* _Dataset records_

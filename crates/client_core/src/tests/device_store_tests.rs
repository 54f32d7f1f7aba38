use super::*;

use std::{sync::Arc, time::Duration};

use shared::error::ErrorCode;

use crate::transport::{SimulatedDevice, SysExTransport};

fn simulated() -> (SimulatedDevice, SharedTransport) {
    let device = SimulatedDevice::new("Deck 32", [2, 1, 0], vec![32, 8, 4, 48, 2]);
    let transport = SharedTransport::new(Arc::new(SysExTransport::new(device.clone())));
    (device, transport)
}

#[tokio::test]
async fn connect_fills_identity_and_counts() {
    let (_device, transport) = simulated();
    let store = device_store(transport).expect("store");

    let identity = store.dispatch(CONNECT, Value::Null).await.expect("connect");

    assert_eq!(
        serde_json::from_value::<DeviceIdentity>(identity).expect("identity"),
        DeviceIdentity {
            device_name: "Deck 32".into(),
            firmware_version: "2.1.0".into(),
        }
    );
    assert_eq!(store.get(CONNECTED).await.expect("connected"), json!(true));
    assert_eq!(
        store.get_as::<Vec<u16>>(COMPONENT_COUNTS).await.expect("counts"),
        vec![32, 8, 4, 48, 2]
    );
    assert_eq!(store.get(TOTAL_COMPONENTS).await.expect("total"), json!(94));
    assert_eq!(
        store.get(STATUS_LABEL).await.expect("label"),
        json!("Deck 32 (firmware 2.1.0)")
    );
}

#[tokio::test]
async fn failed_connect_is_recorded_and_returned() {
    let store = device_store(SharedTransport::disconnected()).expect("store");

    let err = store
        .dispatch(CONNECT, Value::Null)
        .await
        .expect_err("no device");
    let StoreError::Action { source, .. } = err else {
        panic!("expected action error");
    };
    assert!(matches!(
        source.downcast_ref::<TransportError>(),
        Some(TransportError::Disconnected)
    ));

    let report = store
        .get_as::<ErrorReport>(LAST_ERROR)
        .await
        .expect("last error");
    assert_eq!(report.code, ErrorCode::Transport);
    assert_eq!(store.get(CONNECTED).await.expect("connected"), json!(false));
    assert_eq!(
        store.get(STATUS_LABEL).await.expect("label"),
        json!("Disconnected: no device is connected")
    );
}

#[tokio::test]
async fn refresh_tracks_component_count_changes() {
    let (device, transport) = simulated();
    let store = device_store(transport).expect("store");
    store.dispatch(CONNECT, Value::Null).await.expect("connect");

    device.set_component_counts(vec![16, 0, 0, 16, 0]).await;
    store
        .dispatch(REFRESH_COMPONENT_COUNTS, Value::Null)
        .await
        .expect("refresh");

    assert_eq!(store.get(TOTAL_COMPONENTS).await.expect("total"), json!(32));
}

#[tokio::test]
async fn disconnect_clears_device_state() {
    let (_device, transport) = simulated();
    let store = device_store(transport).expect("store");
    store.dispatch(CONNECT, Value::Null).await.expect("connect");

    store.dispatch(DISCONNECT, Value::Null).await.expect("disconnect");

    assert_eq!(store.get(CONNECTED).await.expect("connected"), json!(false));
    assert_eq!(store.get(DEVICE_NAME).await.expect("name"), json!(""));
    assert_eq!(store.get(TOTAL_COMPONENTS).await.expect("total"), json!(0));
    assert_eq!(store.get(STATUS_LABEL).await.expect("label"), json!("Disconnected"));
}

#[tokio::test(start_paused = true)]
async fn failed_reconnect_forgets_the_previous_device() {
    let device = SimulatedDevice::new("Deck 32", [2, 1, 0], vec![32, 8, 4, 48, 2]);
    let transport = SharedTransport::new(Arc::new(
        SysExTransport::new(device.clone()).with_timeout(Duration::from_millis(20)),
    ));
    let store = device_store(transport).expect("store");
    store.dispatch(CONNECT, Value::Null).await.expect("connect");

    device.set_silent(true).await;
    store
        .dispatch(CONNECT, Value::Null)
        .await
        .expect_err("device stopped answering");

    assert_eq!(store.get(CONNECTED).await.expect("connected"), json!(false));
    assert_eq!(store.get(DEVICE_NAME).await.expect("name"), json!(""));
    assert_eq!(store.get(FIRMWARE_VERSION).await.expect("firmware"), json!(""));
    assert_eq!(
        store.get_as::<Vec<u16>>(COMPONENT_COUNTS).await.expect("counts"),
        Vec::<u16>::new()
    );
    assert_eq!(store.get(TOTAL_COMPONENTS).await.expect("total"), json!(0));
    assert!(!store.get(LAST_ERROR).await.expect("last error").is_null());
}
use shared::domain::Block;

use super::{MIDI_CHANNEL_MAX, MIDI_CHANNEL_MIN};
use crate::{
    block::{BlockDefinition, Navigation},
    field::FieldDefinition,
    visibility::ShowIf,
};

const MIDI_SECTION: u8 = 0;
const PRESET_SECTION: u8 = 1;

pub fn global_block() -> BlockDefinition {
    let global = Block::Global;
    BlockDefinition {
        block: global,
        navigation: Navigation::new("Global", "device-global", "global", "global"),
        component_count_index: None,
        fields: vec![
            FieldDefinition::setting(global, "standardNoteOff", MIDI_SECTION, 0)
                .toggle()
                .label("Standard note off")
                .help(
                    "When enabled, note off is sent as a note off message. Otherwise, note on \
                     with velocity 0 is sent.",
                ),
            FieldDefinition::setting(global, "runningStatus", MIDI_SECTION, 1)
                .toggle()
                .label("Running status")
                .help("Omits repeated status bytes on the DIN MIDI output."),
            FieldDefinition::setting(global, "dinMidiEnable", MIDI_SECTION, 2)
                .toggle()
                .label("DIN MIDI")
                .help("Enables or disables the DIN MIDI port."),
            FieldDefinition::setting(global, "useGlobalChannel", MIDI_SECTION, 3)
                .toggle()
                .label("Use global MIDI channel")
                .help("When enabled, every component uses the channel below instead of its own."),
            FieldDefinition::setting(global, "globalMidiChannel", MIDI_SECTION, 4)
                .input(MIDI_CHANNEL_MIN, MIDI_CHANNEL_MAX)
                .label("Global MIDI channel")
                .show_if(ShowIf::truthy("useGlobalChannel")),
            FieldDefinition::setting(global, "activePreset", PRESET_SECTION, 0)
                .input(0, 9)
                .label("Active preset"),
            FieldDefinition::setting(global, "presetPreservation", PRESET_SECTION, 1)
                .toggle()
                .label("Preset preservation")
                .help("Keeps the active preset across power cycles."),
        ],
    }
}
//! Observable store: named state fields, computed fields derived from them, and actions that
//! mutate state, all reachable through one [`MappedStore`].
//!
//! Every action dispatch and every direct write takes a ticket and claims the fields it may
//! write. A write carrying a ticket that is no longer the latest claim on its field is dropped,
//! so the most recently issued request wins even if an older one completes later.

use std::{
    collections::{BTreeMap, HashMap, HashSet},
    fmt,
    sync::{
        atomic::{AtomicU64, Ordering},
        Arc,
    },
};

use async_trait::async_trait;
use futures::future::BoxFuture;
use serde::{de::DeserializeOwned, Serialize};
use serde_json::Value;
use thiserror::Error;
use tokio::sync::{broadcast, RwLock};
use tokio_stream::{wrappers::BroadcastStream, Stream, StreamExt};
use tracing::{debug, warn};

const CHANGE_CHANNEL_CAPACITY: usize = 256;

pub type StoreSnapshot = BTreeMap<String, Value>;

type Derive = Arc<dyn Fn(&StoreSnapshot) -> Value + Send + Sync>;

#[derive(Debug, Clone, Copy, PartialEq, Eq, Serialize)]
#[serde(rename_all = "snake_case")]
pub enum FieldKind {
    State,
    Computed,
    Action,
}

#[derive(Debug, Clone, PartialEq, Serialize)]
pub struct StoreChange {
    pub name: String,
    pub kind: FieldKind,
    pub value: Value,
}

#[derive(Debug, Error)]
pub enum StoreError {
    #[error("store '{store}': name '{name}' is declared more than once")]
    DuplicateName { store: String, name: String },
    #[error("store '{store}': computed '{computed}' depends on unknown field '{dependency}'")]
    UnknownDependency {
        store: String,
        computed: String,
        dependency: String,
    },
    #[error("store '{store}': computed fields form a cycle through '{name}'")]
    DependencyCycle { store: String, name: String },
    #[error("store '{store}': action '{action}' writes '{field}', which is not a state field")]
    InvalidWriteTarget {
        store: String,
        action: String,
        field: String,
    },
    #[error("unknown field '{0}'")]
    UnknownField(String),
    #[error("'{0}' is computed and cannot be written")]
    ImmutableField(String),
    #[error("'{0}' is an action, not a field")]
    NotAField(String),
    #[error("'{0}' is not an action")]
    NotAnAction(String),
    #[error("action '{action}' did not declare a write to '{field}'")]
    UndeclaredWrite { action: String, field: String },
    #[error("field '{name}' does not hold the expected type: {source}")]
    Decode {
        name: String,
        #[source]
        source: serde_json::Error,
    },
    #[error("action '{action}' failed: {source}")]
    Action {
        action: String,
        #[source]
        source: anyhow::Error,
    },
}

#[async_trait]
pub trait StoreAction: Send + Sync {
    async fn run(&self, ctx: ActionContext, args: Value) -> anyhow::Result<Value>;
}

/// Adapts a closure returning a boxed future into a [`StoreAction`].
pub struct FnAction<F>(pub F);

#[async_trait]
impl<F> StoreAction for FnAction<F>
where
    F: Fn(ActionContext, Value) -> BoxFuture<'static, anyhow::Result<Value>> + Send + Sync,
{
    async fn run(&self, ctx: ActionContext, args: Value) -> anyhow::Result<Value> {
        (self.0)(ctx, args).await
    }
}

struct ComputedDefinition {
    name: String,
    dependencies: Vec<String>,
    derive: Derive,
}

#[derive(Clone)]
struct ActionDefinition {
    writes: Arc<[String]>,
    action: Arc<dyn StoreAction>,
}

/// Declarative description of a store, turned into a [`MappedStore`] by
/// [`MappedStore::build`].
pub struct StoreDefinition {
    name: String,
    state: Vec<(String, Value)>,
    computed: Vec<ComputedDefinition>,
    actions: Vec<(String, ActionDefinition)>,
}

impl StoreDefinition {
    pub fn new(name: impl Into<String>) -> Self {
        Self {
            name: name.into(),
            state: Vec::new(),
            computed: Vec::new(),
            actions: Vec::new(),
        }
    }

    pub fn state(mut self, name: impl Into<String>, initial: impl Into<Value>) -> Self {
        self.state.push((name.into(), initial.into()));
        self
    }

    /// `derive` only sees the fields listed in `dependencies`, and runs again whenever one of
    /// them changes value.
    pub fn computed<F>(mut self, name: impl Into<String>, dependencies: &[&str], derive: F) -> Self
    where
        F: Fn(&StoreSnapshot) -> Value + Send + Sync + 'static,
    {
        self.computed.push(ComputedDefinition {
            name: name.into(),
            dependencies: dependencies.iter().map(|dep| dep.to_string()).collect(),
            derive: Arc::new(derive),
        });
        self
    }

    pub fn action<A>(mut self, name: impl Into<String>, writes: &[&str], action: A) -> Self
    where
        A: StoreAction + 'static,
    {
        self.actions.push((
            name.into(),
            ActionDefinition {
                writes: writes.iter().map(|field| field.to_string()).collect(),
                action: Arc::new(action),
            },
        ));
        self
    }

    pub fn action_fn<F>(self, name: impl Into<String>, writes: &[&str], action: F) -> Self
    where
        F: Fn(ActionContext, Value) -> BoxFuture<'static, anyhow::Result<Value>>
            + Send
            + Sync
            + 'static,
    {
        self.action(name, writes, FnAction(action))
    }
}

struct StoreData {
    values: StoreSnapshot,
    claims: HashMap<String, u64>,
}

struct StoreInner {
    name: String,
    initial_state: Vec<(String, Value)>,
    kinds: BTreeMap<String, FieldKind>,
    /// Topologically ordered: every computed field comes after its dependencies.
    computed: Vec<ComputedDefinition>,
    actions: HashMap<String, ActionDefinition>,
    data: RwLock<StoreData>,
    next_ticket: AtomicU64,
    events: broadcast::Sender<StoreChange>,
}

impl StoreInner {
    fn ticket(&self) -> u64 {
        self.next_ticket.fetch_add(1, Ordering::Relaxed) + 1
    }

    fn derive(computed: &ComputedDefinition, values: &StoreSnapshot) -> Value {
        let inputs = computed
            .dependencies
            .iter()
            .map(|dep| (dep.clone(), values.get(dep).cloned().unwrap_or(Value::Null)))
            .collect::<StoreSnapshot>();
        (computed.derive)(&inputs)
    }

    /// Writes one state field and re-derives the computed fields downstream of it.
    fn apply(&self, data: &mut StoreData, name: &str, value: Value) -> Vec<StoreChange> {
        if data.values.get(name) == Some(&value) {
            return Vec::new();
        }
        data.values.insert(name.to_string(), value.clone());

        let mut changes = vec![StoreChange {
            name: name.to_string(),
            kind: FieldKind::State,
            value,
        }];
        let mut dirty = HashSet::from([name.to_string()]);

        for computed in &self.computed {
            if !computed.dependencies.iter().any(|dep| dirty.contains(dep)) {
                continue;
            }
            let next = Self::derive(computed, &data.values);
            if data.values.get(&computed.name) == Some(&next) {
                continue;
            }
            data.values.insert(computed.name.clone(), next.clone());
            dirty.insert(computed.name.clone());
            changes.push(StoreChange {
                name: computed.name.clone(),
                kind: FieldKind::Computed,
                value: next,
            });
        }

        changes
    }

    fn publish(&self, changes: Vec<StoreChange>) {
        for change in changes {
            // No subscribers is fine.
            let _ = self.events.send(change);
        }
    }
}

* _Your task_
Every line in the records above with the string "RwLock" in it should be shown.

* _Finished task_
use tokio::sync::{broadcast, RwLock};
    data: RwLock<StoreData>,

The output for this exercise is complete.